#### [PROBLEM STATEMENT]
Would you please return the lines of the entries below starting at the line that has "use std::path::Path;" and ending at the line that has "given id wins.", both included, exactly as they are?

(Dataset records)

──────────

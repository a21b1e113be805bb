use crate::data::sample_properties;
use crate::models::Property;
use crate::providers::traits::PropertyProvider;
use anyhow::{Context, Result};
use async_trait::async_trait;
use std::collections::HashSet;
use std::path::Path;
use tracing::{debug, info, warn};

/// In-memory listing store backing search, detail pages and agent profiles
#[derive(Debug, Clone, Default)]
pub struct PropertyRepository {
    properties: Vec<Property>,
}

impl PropertyRepository {
    /// Build a repository, normalising images and dropping duplicate ids.
    /// The first record with a given id wins.
    pub fn new(properties: Vec<Property>) -> Self {
        let mut seen = HashSet::new();
        let mut kept = Vec::with_capacity(properties.len());

        for mut property in properties {
            if !seen.insert(property.id.clone()) {
                warn!("Dropping duplicate listing id {}", property.id);
                continue;
            }
            property.normalize_images();
            kept.push(property);
        }

        Self { properties: kept }
    }

    /// Repository seeded with the built-in sample listings
    pub fn sample() -> Self {
        info!("📋 Loading built-in sample listings");
        Self::new(sample_properties())
    }

    /// Load listings from a JSON array on disk
    pub async fn from_json_file(path: impl AsRef<Path>) -> Result<Self> {
        let path = path.as_ref();
        debug!("Reading dataset from {}", path.display());

        let raw = tokio::fs::read_to_string(path)
            .await
            .with_context(|| format!("Failed to read dataset {}", path.display()))?;
        let properties: Vec<Property> = serde_json::from_str(&raw)
            .with_context(|| format!("Failed to parse dataset {}", path.display()))?;

        info!("Loaded {} listings from {}", properties.len(), path.display());
        Ok(Self::new(properties))
    }

    pub fn all(&self) -> &[Property] {
        &self.properties
    }

    pub fn len(&self) -> usize {
        self.properties.len()
    }

    pub fn is_empty(&self) -> bool {
        self.properties.is_empty()
    }

    /// Listing detail lookup
    pub fn get(&self, id: &str) -> Option<&Property> {
        self.properties.iter().find(|p| p.id == id)
    }

    /// Listings visible to buyers and tenants
    pub fn active(&self) -> Vec<&Property> {
        self.properties.iter().filter(|p| p.is_active).collect()
    }

    /// Active listings flagged for the home page carousel
    pub fn featured(&self) -> Vec<&Property> {
        self.properties
            .iter()
            .filter(|p| p.is_active && p.is_featured)
            .collect()
    }

    /// Active listings handled by one agent, for the agent profile page
    pub fn by_agent(&self, agent_id: &str) -> Vec<&Property> {
        self.properties
            .iter()
            .filter(|p| p.is_active && p.agent.id == agent_id)
            .collect()
    }

    /// Bump the in-memory view counter. Not persisted anywhere.
    pub fn record_view(&mut self, id: &str) -> Option<u64> {
        let property = self.properties.iter_mut().find(|p| p.id == id)?;
        property.views += 1;
        Some(property.views)
    }
}

#[async_trait]
impl PropertyProvider for PropertyRepository {
    async fn list(&self) -> Result<Vec<Property>> {
        Ok(self.properties.clone())
    }

    fn source_name(&self) -> &'static str {
        "in-memory"
    }
}
use crate::models::Property;
use anyhow::Result;
use async_trait::async_trait;

/// Common trait for all property data sources
/// The bundled dataset implements it today; a remote listings API can slot in later
#[async_trait]
pub trait PropertyProvider: Send + Sync {
    /// Fetch every listing the source knows about
    async fn list(&self) -> Result<Vec<Property>>;

    /// Get the name of the data source
    fn source_name(&self) -> &'static str;
}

──────────

#### [RESPONSE TO THIS TASK]
use std::path::Path;
use tracing::{debug, info, warn};

/// In-memory listing store backing search, detail pages and agent profiles
#[derive(Debug, Clone, Default)]
pub struct PropertyRepository {
    properties: Vec<Property>,
}

impl PropertyRepository {
    /// Build a repository, normalising images and dropping duplicate ids.
    /// The first record with a given id wins.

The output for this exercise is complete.